REMOTE SENSE CHARACTERISTICS
OUTPUT NOISE: Noise picked up on the sense leads will appear at the supply's output and may adversely
affect CV load regulation. Twist the sense leads to minimize external noise pickup and run them parallel and
close to the load leads. In noisy environments, it may be necessary to shield the sense leads. If a shield is
used, ground the shield at the power supply end only and do not use the shield as one of the sensing
conductors
STABILITY: When the supply is connected for remote sensing, it is possible for the impedance of the load
wires and the capacitance of the load to form a filter, which will become part of the supply's CV feedback
loop. The extra phase shift created by this filter can degrade the supply's stability and can result in poor
transient response performance.

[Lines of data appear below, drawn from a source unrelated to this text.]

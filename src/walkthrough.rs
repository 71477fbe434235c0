//! The scenarios run by the `functorial` binary.
//!
//! [`Walkthrough`] holds the command line input and [`Walkthrough::run`]
//! evaluates every pipeline flavour against it, returning a [`Report`] the
//! binary prints. Absent input short-circuits every stage that depends on it.
//!
//! # Examples
//!
//! ```
//! use functorial::control::Maybe;
//! use functorial::walkthrough::Walkthrough;
//!
//! let report = Walkthrough::new(None).run().unwrap();
//!
//! assert_eq!(report.maybe, Maybe::Absent);
//! assert_eq!(report.runtime, Maybe::Absent);
//! assert_eq!(report.chained, Maybe::Present(12));
//! ```

use std::fmt;

use crate::compose::{ComposeError, Pipeline, lift_chain, lift_map};
use crate::control::Maybe;
use crate::text::{DEFAULT_SUFFIX, announce, capitalize, enhance_with, non_blank};
use crate::typeclass::{Identity, Monad};
use crate::{compose, pipe};

/// Word used by the plain composition stages when no text was given.
pub const SAMPLE_TEXT: &str = "test";

/// Seed used by the numeric chain when none is configured.
pub const DEFAULT_SEED: i64 = 5;

/// Input for one run of the walkthrough.
#[derive(Debug, Clone, PartialEq, Eq)]
pub struct Walkthrough {
    /// Text fed to the `Maybe` pipelines; `None` runs them on an absent value.
    pub text: Option<String>,
    /// Suffix appended by the enhance stage.
    pub suffix: String,
    /// Starting value of the numeric chain.
    pub seed: i64,
}

/// Values produced by [`Walkthrough::run`], one per pipeline flavour.
#[derive(Debug, Clone, PartialEq, Eq)]
pub struct Report {
    /// `compose!(capitalize, enhance)` applied to the text or [`SAMPLE_TEXT`].
    pub compose: String,
    /// The same stages applied with `pipe!`.
    pub pipe: String,
    /// Method-chained `Maybe` pipeline with a printing stage.
    pub maybe: Maybe<String>,
    /// The same pipeline built point-free from lifted stages.
    pub lifted: Maybe<String>,
    /// Runtime [`Pipeline`], run only on present text.
    pub runtime: Maybe<String>,
    /// `seed + 1` then `* 2`, absent on overflow.
    pub chained: Maybe<i64>,
    /// The same chain on [`Identity`], which cannot be absent and saturates.
    pub identity: Identity<i64>,
}

impl Walkthrough {
    /// Creates a walkthrough with the default suffix and seed.
    #[must_use]
    pub fn new(text: Option<String>) -> Self {
        Self {
            text,
            suffix: DEFAULT_SUFFIX.to_string(),
            seed: DEFAULT_SEED,
        }
    }

    /// Replaces the enhance suffix.
    #[must_use]
    pub fn with_suffix(mut self, suffix: impl Into<String>) -> Self {
        self.suffix = suffix.into();
        self
    }

    /// Replaces the numeric seed.
    #[must_use]
    pub fn with_seed(mut self, seed: i64) -> Self {
        self.seed = seed;
        self
    }

    /// Runs every scenario.
    ///
    /// # Errors
    ///
    /// Returns [`ComposeError`] if the runtime pipeline has no stages.
    pub fn run(&self) -> Result<Report, ComposeError> {
        tracing::info!(
            present = self.text.is_some(),
            suffix = %self.suffix,
            seed = self.seed,
            "running walkthrough"
        );

        let enhance = enhance_with(&self.suffix);

        let sample = self
            .text
            .clone()
            .unwrap_or_else(|| SAMPLE_TEXT.to_string());
        let headline = compose!(capitalize, &enhance);
        let composed = headline(sample.clone());
        let piped = pipe!(sample, capitalize, &enhance);

        let maybe = Maybe::of_nullable(self.text.clone())
            .chain(non_blank)
            .map(capitalize)
            .map(announce)
            .map(&enhance);
        tracing::debug!(present = maybe.is_present(), "maybe pipeline finished");

        let point_free = compose!(
            lift_chain::<Maybe<String>, _, _>(non_blank),
            lift_map::<Maybe<String>, _, _>(capitalize),
            lift_map::<Maybe<String>, _, _>(&enhance),
        );
        let lifted = point_free(Maybe::of_nullable(self.text.clone()));

        let pipeline = Pipeline::new()
            .then(capitalize)
            .then(enhance_with(&self.suffix));
        let runtime = Maybe::of_nullable(
            self.text
                .clone()
                .map(|text| pipeline.apply(text))
                .transpose()?,
        );

        let chained = Maybe::of(self.seed)
            .chain(|x| Maybe::of_nullable(x.checked_add(1)))
            .chain(|x| Maybe::of_nullable(x.checked_mul(2)));
        if chained.is_absent() {
            tracing::warn!(seed = self.seed, "numeric chain overflowed");
        }
        let identity = Identity::new(self.seed)
            .chain(|x| Identity::new(x.saturating_add(1)))
            .chain(|x| Identity::new(x.saturating_mul(2)));

        Ok(Report {
            compose: composed,
            pipe: piped,
            maybe,
            lifted,
            runtime,
            chained,
            identity,
        })
    }
}

impl Default for Walkthrough {
    fn default() -> Self {
        Self::new(None)
    }
}

impl fmt::Display for Report {
    fn fmt(&self, formatter: &mut fmt::Formatter<'_>) -> fmt::Result {
        writeln!(formatter, "compose: {}", self.compose)?;
        writeln!(formatter, "pipe:    {}", self.pipe)?;
        writeln!(
            formatter,
            "maybe:   {}",
            self.maybe.as_ref().fold(|| "nothing to say", String::as_str)
        )?;
        writeln!(formatter, "lifted:  {}", self.lifted)?;
        writeln!(formatter, "runtime: {}", self.runtime)?;
        writeln!(
            formatter,
            "chain:   {} / {}",
            self.chained,
            self.identity.as_inner()
        )
    }
}
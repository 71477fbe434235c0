//! Runtime composition of same-typed stages.
//!
//! [`compose!`](crate::compose!) fixes the number of functions at compile
//! time. [`Pipeline`] holds an ordered list of `A -> A` stages decided at
//! runtime and folds an input through them from first to last.
//!
//! An empty list of stages has no meaningful composition, so building or
//! running an empty pipeline returns [`ComposeError::EmptyChain`] instead of
//! silently behaving like the identity function.
//!
//! # Examples
//!
//! ```
//! use functorial::compose::{ComposeError, Pipeline};
//!
//! let pipeline = Pipeline::new()
//!     .then(|n: i32| n + 1)
//!     .then(|n| n * 2);
//! assert_eq!(pipeline.apply(5), Ok(12));
//!
//! let empty: Pipeline<i32> = Pipeline::new();
//! assert_eq!(empty.apply(5), Err(ComposeError::EmptyChain));
//! ```

use std::fmt;

use smallvec::SmallVec;

/// A single boxed pipeline stage.
pub type Stage<A> = Box<dyn Fn(A) -> A + Send + Sync>;

/// Errors raised when composing functions at runtime.
#[derive(Debug, Clone, Copy, PartialEq, Eq, thiserror::Error)]
pub enum ComposeError {
    /// There were no functions to compose.
    #[error("cannot compose an empty chain of functions")]
    EmptyChain,
}

/// An ordered sequence of `A -> A` stages applied left to right.
pub struct Pipeline<A> {
    stages: SmallVec<[Stage<A>; 4]>,
}

impl<A> Pipeline<A> {
    /// Creates a pipeline with no stages.
    pub fn new() -> Self {
        Self {
            stages: SmallVec::new(),
        }
    }

    /// Builds a pipeline from an ordered sequence of stages.
    ///
    /// # Errors
    ///
    /// Returns [`ComposeError::EmptyChain`] if `stages` yields nothing.
    ///
    /// # Examples
    ///
    /// ```
    /// use functorial::compose::Pipeline;
    ///
    /// fn add_one(n: i32) -> i32 { n + 1 }
    /// fn double(n: i32) -> i32 { n * 2 }
    ///
    /// let stages: [fn(i32) -> i32; 3] = [add_one, double, add_one];
    /// let pipeline = Pipeline::try_from_stages(stages)?;
    /// assert_eq!(pipeline.apply(1)?, 5);
    /// # Ok::<(), functorial::compose::ComposeError>(())
    /// ```
    pub fn try_from_stages<I, F>(stages: I) -> Result<Self, ComposeError>
    where
        I: IntoIterator<Item = F>,
        F: Fn(A) -> A + Send + Sync + 'static,
    {
        let stages: SmallVec<[Stage<A>; 4]> = stages
            .into_iter()
            .map(|stage| Box::new(stage) as Stage<A>)
            .collect();
        if stages.is_empty() {
            return Err(ComposeError::EmptyChain);
        }
        tracing::debug!(stages = stages.len(), "pipeline built");
        Ok(Self { stages })
    }

    /// Appends a stage, returning the extended pipeline.
    #[must_use]
    pub fn then<F>(mut self, stage: F) -> Self
    where
        F: Fn(A) -> A + Send + Sync + 'static,
    {
        self.push(stage);
        self
    }

    /// Appends a stage in place.
    pub fn push<F>(&mut self, stage: F)
    where
        F: Fn(A) -> A + Send + Sync + 'static,
    {
        self.stages.push(Box::new(stage));
    }

    /// Returns the number of stages.
    pub fn len(&self) -> usize {
        self.stages.len()
    }

    /// Returns `true` if the pipeline has no stages.
    pub fn is_empty(&self) -> bool {
        self.stages.is_empty()
    }

    /// Runs `input` through every stage in order.
    ///
    /// # Errors
    ///
    /// Returns [`ComposeError::EmptyChain`] if the pipeline has no stages.
    pub fn apply(&self, input: A) -> Result<A, ComposeError> {
        if self.stages.is_empty() {
            return Err(ComposeError::EmptyChain);
        }
        Ok(self.run(input))
    }

    /// Converts the pipeline into a plain function.
    ///
    /// # Errors
    ///
    /// Returns [`ComposeError::EmptyChain`] if the pipeline has no stages.
    pub fn into_fn(self) -> Result<impl Fn(A) -> A + Send + Sync, ComposeError> {
        if self.stages.is_empty() {
            return Err(ComposeError::EmptyChain);
        }
        Ok(move |input: A| self.run(input))
    }

    fn run(&self, input: A) -> A {
        let output = self
            .stages
            .iter()
            .enumerate()
            .fold(input, |value, (index, stage)| {
                tracing::trace!(stage = index, "applying pipeline stage");
                stage(value)
            });
        tracing::debug!(stages = self.stages.len(), "pipeline applied");
        output
    }
}

impl<A> Default for Pipeline<A> {
    fn default() -> Self {
        Self::new()
    }
}

impl<A> fmt::Debug for Pipeline<A> {
    fn fmt(&self, formatter: &mut fmt::Formatter<'_>) -> fmt::Result {
        formatter
            .debug_struct("Pipeline")
            .field("stages", &self.stages.len())
            .finish()
    }
}

/// Composes an ordered sequence of `A -> A` functions into one function.
///
/// # Errors
///
/// Returns [`ComposeError::EmptyChain`] if `functions` yields nothing.
///
/// # Examples
///
/// ```
/// use functorial::compose::{ComposeError, compose_all};
///
/// let trim_then_upper = compose_all([
///     (|text: String| text.trim().to_string()) as fn(String) -> String,
///     |text: String| text.to_uppercase(),
/// ])?;
/// assert_eq!(trim_then_upper("  hi ".to_string()), "HI");
///
/// let empty: Vec<fn(i32) -> i32> = Vec::new();
/// assert_eq!(compose_all(empty).err(), Some(ComposeError::EmptyChain));
/// # Ok::<(), ComposeError>(())
/// ```
pub fn compose_all<A, I, F>(functions: I) -> Result<impl Fn(A) -> A + Send + Sync, ComposeError>
where
    I: IntoIterator<Item = F>,
    F: Fn(A) -> A + Send + Sync + 'static,
{
    Pipeline::try_from_stages(functions)?.into_fn()
}

#[cfg(test)]
mod tests {
    use super::*;
    use rstest::rstest;
    use std::sync::Arc;
    use std::sync::atomic::{AtomicUsize, Ordering};

    #[rstest]
    fn apply_runs_stages_in_order() {
        let pipeline = Pipeline::new()
            .then(|text: String| text + "a")
            .then(|text| text + "b")
            .then(|text| text + "c");
        assert_eq!(pipeline.apply(String::new()), Ok("abc".to_string()));
    }

    #[rstest]
    fn empty_pipeline_fails_fast() {
        let pipeline: Pipeline<i32> = Pipeline::default();
        assert!(pipeline.is_empty());
        assert_eq!(pipeline.apply(1), Err(ComposeError::EmptyChain));
    }

    #[rstest]
    fn empty_stage_list_is_rejected() {
        let stages: Vec<Stage<i32>> = Vec::new();
        let result = Pipeline::try_from_stages(stages);
        assert_eq!(
            result.err().map(|error| error.to_string()),
            Some("cannot compose an empty chain of functions".to_string())
        );
    }

    #[rstest]
    fn boxed_stages_are_accepted() {
        let stages = vec![
            Box::new(|n: i32| n + 1) as Stage<i32>,
            Box::new(|n: i32| n * 10),
        ];
        let pipeline = Pipeline::try_from_stages(stages).expect("non-empty");
        assert_eq!(pipeline.len(), 2);
        assert_eq!(pipeline.apply(0), Ok(10));
    }

    #[rstest]
    fn push_extends_in_place() {
        let mut pipeline = Pipeline::new();
        pipeline.push(|n: u8| n.saturating_add(200));
        pipeline.push(|n: u8| n.saturating_add(200));
        assert_eq!(pipeline.apply(1), Ok(u8::MAX));
    }

    #[rstest]
    fn into_fn_is_reusable() {
        let calls = Arc::new(AtomicUsize::new(0));
        let counter = Arc::clone(&calls);
        let function = Pipeline::new()
            .then(move |n: i32| {
                counter.fetch_add(1, Ordering::SeqCst);
                n - 1
            })
            .into_fn()
            .expect("non-empty");

        assert_eq!(function(3), 2);
        assert_eq!(function(10), 9);
        assert_eq!(calls.load(Ordering::SeqCst), 2);
    }

    #[rstest]
    fn debug_reports_stage_count() {
        let pipeline = Pipeline::new().then(|n: i32| n);
        assert_eq!(format!("{pipeline:?}"), "Pipeline { stages: 1 }");
    }
}
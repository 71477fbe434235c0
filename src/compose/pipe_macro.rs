//! The `pipe!` macro for left-to-right function application.

/// Pipes a value through a series of functions from left to right.
///
/// `pipe!(x, f, g, h)` is `h(g(f(x)))`, the same value `compose!(f, g, h)(x)`
/// produces. Where [`compose!`](crate::compose!) builds a function, `pipe!`
/// applies each stage immediately, so a stage only needs to be [`FnOnce`].
/// `pipe!(x)` is `x`.
///
/// # Examples
///
/// ```
/// use functorial::pipe;
///
/// fn capitalize(text: String) -> String {
///     let mut characters = text.chars();
///     characters
///         .next()
///         .map(|first| first.to_uppercase().chain(characters).collect())
///         .unwrap_or_default()
/// }
/// fn enhance(text: String) -> String { text + " is awesome" }
///
/// assert_eq!(pipe!("rust".to_string(), capitalize, enhance), "Rust is awesome");
/// ```
///
/// ## Agreement with compose
///
/// ```
/// use functorial::{compose, pipe};
///
/// let trim = |text: String| text.trim().to_string();
/// let exclaim = |text: String| text + "!";
///
/// assert_eq!(
///     pipe!("  hi  ".to_string(), trim, exclaim),
///     compose!(trim, exclaim)("  hi  ".to_string()),
/// );
/// ```
#[macro_export]
macro_rules! pipe {
    ($value:expr $(, $stage:expr)* $(,)?) => {{
        let value = $value;
        $(
            let value = $stage(value);
        )*
        value
    }};
}
//! Walkthrough binary.
//!
//! Runs the composition, Functor and Monad examples against the text given
//! on the command line. Without `--text` the input is absent and every
//! `Maybe` pipeline short-circuits; only the plain composition stages fall
//! back to a sample word.

use clap::Parser;
use functorial::text::DEFAULT_SUFFIX;
use functorial::walkthrough::{DEFAULT_SEED, Walkthrough};
use tracing_subscriber::{layer::SubscriberExt, util::SubscriberInitExt};

/// Command line configuration.
#[derive(Debug, Parser)]
#[command(name = "functorial", version, about = "Walk through composition, Functor and Monad")]
struct Config {
    /// Input text; omit it to run every pipeline on an absent value.
    #[arg(long, env = "FUNCTORIAL_TEXT")]
    text: Option<String>,

    /// Suffix appended by the enhance stage.
    #[arg(long, default_value = DEFAULT_SUFFIX)]
    suffix: String,

    /// Seed for the numeric chain example.
    #[arg(long, default_value_t = DEFAULT_SEED, allow_negative_numbers = true)]
    seed: i64,
}

impl From<Config> for Walkthrough {
    fn from(config: Config) -> Self {
        Self::new(config.text)
            .with_suffix(config.suffix)
            .with_seed(config.seed)
    }
}

#[allow(clippy::print_stdout)]
fn main() -> Result<(), Box<dyn std::error::Error>> {
    tracing_subscriber::registry()
        .with(
            tracing_subscriber::EnvFilter::try_from_default_env()
                .unwrap_or_else(|_| "info,functorial=debug".into()),
        )
        .with(tracing_subscriber::fmt::layer().with_writer(std::io::stderr))
        .init();

    let report = Walkthrough::from(Config::parse()).run()?;
    print!("{report}");

    tracing::info!("walkthrough finished");
    Ok(())
}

In extreme cases, it can cause oscillation.
It is difficult to state simple rules defining the conditions under which this can occur, and which corrective
action to take. A certain amount of trial and error may be called for. Three guidelines that are almost always
valid are:
a. Keep the leads as short as possible
b. Twist the load leads together to minimize inductance.
c. Shield he sense lead and ground shield at supply.
In most circumstances, once these three guidelines are followed, problems associated with the load lead
inductance will be eliminated. This leaves the load lead resistance and load capacitance as the major cause of
the reduced stability. In this case, you may obtain further improvement to the stability by:
a. Keeping the load capacitance as small as possible.
b. Increasing the diameter of the load leads to reduce resistance.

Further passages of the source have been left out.